***** PROVIDED MATERIAL
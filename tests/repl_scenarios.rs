// パス: tests/repl_scenarios.rs
// 役割: 入力バイト列から画面出力までを通しで検証する REPL シナリオテスト
// 意図: 行編集・履歴・ペーストモード・取り消し・割り込みの観測可能な振る舞いを固定する
// 関連ファイル: tests/test_support.rs, src/repl/cmd.rs, src/repl/executor.rs
#[path = "test_support.rs"]
mod support;

use std::thread;
use std::time::Duration;

use support::{quiet, screen_for, Harness};
use tokio::time::Instant;
use tokio_test::io::Builder;

const PASTE_BANNER: &str = "paste mode; Ctrl-C to cancel, Ctrl-D to finish\n===\n";

#[tokio::test(start_paused = true)]
/// `1+1` の値が表示されることを確認する。
async fn expression_value_is_printed() {
    assert_eq!(screen_for(b"1+1\n").await, "--> 1+1\n2\n--> \n");
}

#[tokio::test(start_paused = true)]
/// 代入は何も表示せず、後から値を参照できることを確認する。
async fn assignment_is_silent_and_persists() {
    assert_eq!(screen_for(b"x = 5\nx\n").await, "--> x = 5\n--> x\n5\n--> \n");
}

#[tokio::test(start_paused = true)]
/// 評価エラーは `種別: メッセージ` で表示され、ループは続くことを確認する。
async fn evaluation_error_is_reported_and_loop_continues() {
    assert_eq!(
        screen_for(b"1/0\ny\n2\n").await,
        concat!(
            "--> 1/0\nZeroDivisionError: division by zero\n",
            "--> y\nNameError: name 'y' is not defined\n",
            "--> 2\n2\n--> \n",
        )
    );
}

#[tokio::test(start_paused = true)]
/// 開始メッセージと設定したプロンプトが使われることを確認する。
async fn banner_and_custom_prompt() {
    let mut config = quiet();
    config.banner = true;
    config.prompt = ">>> ".into();
    let mut harness = Harness::new(config);
    harness.run(&b"None\n"[..]).await.unwrap();
    assert_eq!(harness.screen(), "Starting asyncio REPL...\n>>> None\n>>> \n");
}

#[tokio::test(start_paused = true)]
/// 評価中の print がミラー先（REPL の出力）にも複製されることを確認する。
async fn print_output_is_mirrored_onto_repl_output() {
    let mut harness = Harness::new(quiet());
    harness.run(&b"print('hi', 1)\n"[..]).await.unwrap();
    assert_eq!(harness.printed(), "hi 1\n");
    assert_eq!(harness.screen(), "--> print('hi', 1)\nhi 1\n--> \n");
    assert!(!harness.console.mirror_installed());
}

#[tokio::test(start_paused = true)]
/// REPL の出力先が既定の出力と同じなら複製されないことを確認する。
async fn primary_output_is_not_duplicated() {
    let mut harness = Harness::on_primary(quiet());
    harness.run(&b"print('hi')\n"[..]).await.unwrap();
    assert_eq!(harness.screen(), "--> print('hi')\nhi\n--> \n");
}

#[tokio::test(start_paused = true)]
/// 中断可能なコマンドが Ctrl-C で取り消され、何も表示されずにループへ戻ることを確認する。
async fn interrupt_cancels_suspended_command() {
    let mock = Builder::new()
        .read(b"import asyncio\n")
        .read(b"await asyncio.sleep(10)\n")
        .wait(Duration::from_millis(100))
        .read(b"\x03")
        .read(b"1+1\n")
        .build();
    let mut harness = Harness::new(quiet());
    let started = Instant::now();
    harness.run(mock).await.unwrap();
    assert!(started.elapsed() < Duration::from_secs(10));
    assert_eq!(
        harness.screen(),
        "--> import asyncio\n--> await asyncio.sleep(10)\n--> 1+1\n2\n--> \n"
    );
    assert!(!harness.console.mirror_installed());
}

#[tokio::test(start_paused = true)]
/// 割り込みがなければ中断可能なコマンドは最後まで実行され、値が表示されることを確認する。
async fn suspended_command_completes_with_value() {
    // 評価中に届いたバイトは監視タスクが消費するので、次の行は評価が終わってから届ける
    let mock = Builder::new()
        .read(b"import asyncio\nx = await asyncio.sleep(1)\n")
        .wait(Duration::from_secs(2))
        .read(b"await asyncio.sleep(1) == x\n")
        .build();
    let mut harness = Harness::new(quiet());
    let started = Instant::now();
    harness.run(mock).await.unwrap();
    assert!(started.elapsed() >= Duration::from_secs(3));
    assert!(harness.screen().ends_with("--> await asyncio.sleep(1) == x\nTrue\n--> \n"));
    assert!(harness.globals.contains_key("x"));
}

#[tokio::test(start_paused = true)]
/// 中断可能な評価の最中に先行入力されたバイトは監視タスクに読み捨てられることを確認する。
async fn typed_ahead_input_is_consumed_by_watcher() {
    assert_eq!(
        screen_for(b"import asyncio\nawait asyncio.sleep(1)\n1+1\n").await,
        "--> import asyncio\n--> await asyncio.sleep(1)\n--> \n"
    );
}

#[tokio::test]
/// 直接経路の評価中に配送された割り込みで評価が止まり、何も表示されないことを確認する。
async fn direct_interrupt_stops_blocking_call() {
    let mut harness = Harness::new(quiet());
    let flag = harness.interrupts.clone();
    let raiser = thread::spawn(move || {
        while !flag.raise() {
            thread::sleep(Duration::from_millis(1));
        }
    });
    let started = std::time::Instant::now();
    harness.run(&b"sleep_ms(5000)\n1+1\n"[..]).await.unwrap();
    raiser.join().unwrap();
    assert!(started.elapsed() < Duration::from_secs(5));
    assert_eq!(harness.screen(), "--> sleep_ms(5000)\n--> 1+1\n2\n--> \n");
    assert!(!harness.interrupts.is_enabled());
}

#[tokio::test(start_paused = true)]
/// 20ms 未満で続いた LF は 1 回の確定にまとめられることを確認する。
async fn crlf_duplicate_is_debounced() {
    assert_eq!(screen_for(b"1+1\n\n").await, "--> 1+1\n2\n--> \n");
}

#[tokio::test(start_paused = true)]
/// 20ms 以上空いた LF は空行として扱われることを確認する。
async fn separated_line_feeds_are_two_enters() {
    let mock = Builder::new()
        .read(b"1+1\n")
        .wait(Duration::from_millis(30))
        .read(b"\n")
        .build();
    let mut harness = Harness::new(quiet());
    harness.run(mock).await.unwrap();
    assert_eq!(harness.screen(), "--> 1+1\n2\n--> \n--> \n");
}

#[tokio::test(start_paused = true)]
/// 上矢印で直前のコマンドを呼び戻して再実行できることを確認する。
async fn history_recall_resubmits_command() {
    assert_eq!(
        screen_for(b"6*7\n\x1b[A\n").await,
        "--> 6*7\n42\n--> 6*7\n42\n--> \n"
    );
}

#[tokio::test(start_paused = true)]
/// カーソル移動と途中挿入・削除が最終的なコマンドに反映されることを確認する。
async fn cursor_editing_changes_submitted_command() {
    // "13" → 左へ 1 → "2" を挿入 → "123"、End → Backspace → "12"
    let screen = screen_for(b"13\x1b[D2\x1b[F\x7f\n").await;
    assert_eq!(screen, "--> 13\x1b[D23\x1b[1D\x1b[1C\x08 \x08\n12\n--> \n");
}

#[tokio::test(start_paused = true)]
/// 未知のエスケープシーケンスと予約済み制御文字は無視されることを確認する。
async fn unknown_sequences_are_ignored() {
    assert_eq!(screen_for(b"\x1b[Z\x01\x021\n").await, "--> 1\n1\n--> \n");
}

#[tokio::test(start_paused = true)]
/// Ctrl-C は入力途中の行を捨てることを確認する。
async fn interrupt_discards_partial_line() {
    assert_eq!(screen_for(b"abc\x031\n").await, "--> abc\n--> 1\n1\n--> \n");
}

#[tokio::test(start_paused = true)]
/// ペーストモードでは複数行がまとめて実行され、履歴には残らないことを確認する。
async fn paste_mode_runs_block_on_end_of_input() {
    let screen = screen_for(b"\x05x = 2\nprint(x * 3)\x04\x1b[A\n").await;
    let expected = format!("--> {PASTE_BANNER}x = 2\nprint(x * 3)6\n--> \n--> \n");
    assert_eq!(screen, expected);
}

#[tokio::test(start_paused = true)]
/// ペーストモードの Ctrl-C は何も実行せずに中止することを確認する。
async fn paste_mode_interrupt_cancels_block() {
    let screen = screen_for(b"\x05print(1)\n\x03").await;
    assert_eq!(screen, format!("--> {PASTE_BANNER}print(1)\n--> \n"));
}

#[tokio::test(start_paused = true)]
/// ペーストモード外の Ctrl-D でループが終了し、以降の入力は読まないことを確認する。
async fn end_of_input_terminates_loop() {
    assert_eq!(screen_for(b"1\n\x042\n").await, "--> 1\n1\n--> \n");
}

#[tokio::test(start_paused = true)]
/// 巨大な文字列の繰り返しはエラーとして報告され、ループは続くことを確認する。
async fn oversized_string_repeat_is_reported() {
    assert_eq!(
        screen_for(b"'ab' * 9223372036854775807\n1+1\n").await,
        concat!(
            "--> 'ab' * 9223372036854775807\nMemoryError: repeated string is too long\n",
            "--> 1+1\n2\n--> \n",
        )
    );
}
**********
PROBLEM TO WORK ON: Only lines containing "nprint" belong in the answer; copy every such line from the records.

EXERCISE ANSWER:
    let screen = screen_for(b"\x05x = 2\nprint(x * 3)\x04\x1b[A\n").await;
    let expected = format!("--> {PASTE_BANNER}x = 2\nprint(x * 3)6\n--> \n--> \n");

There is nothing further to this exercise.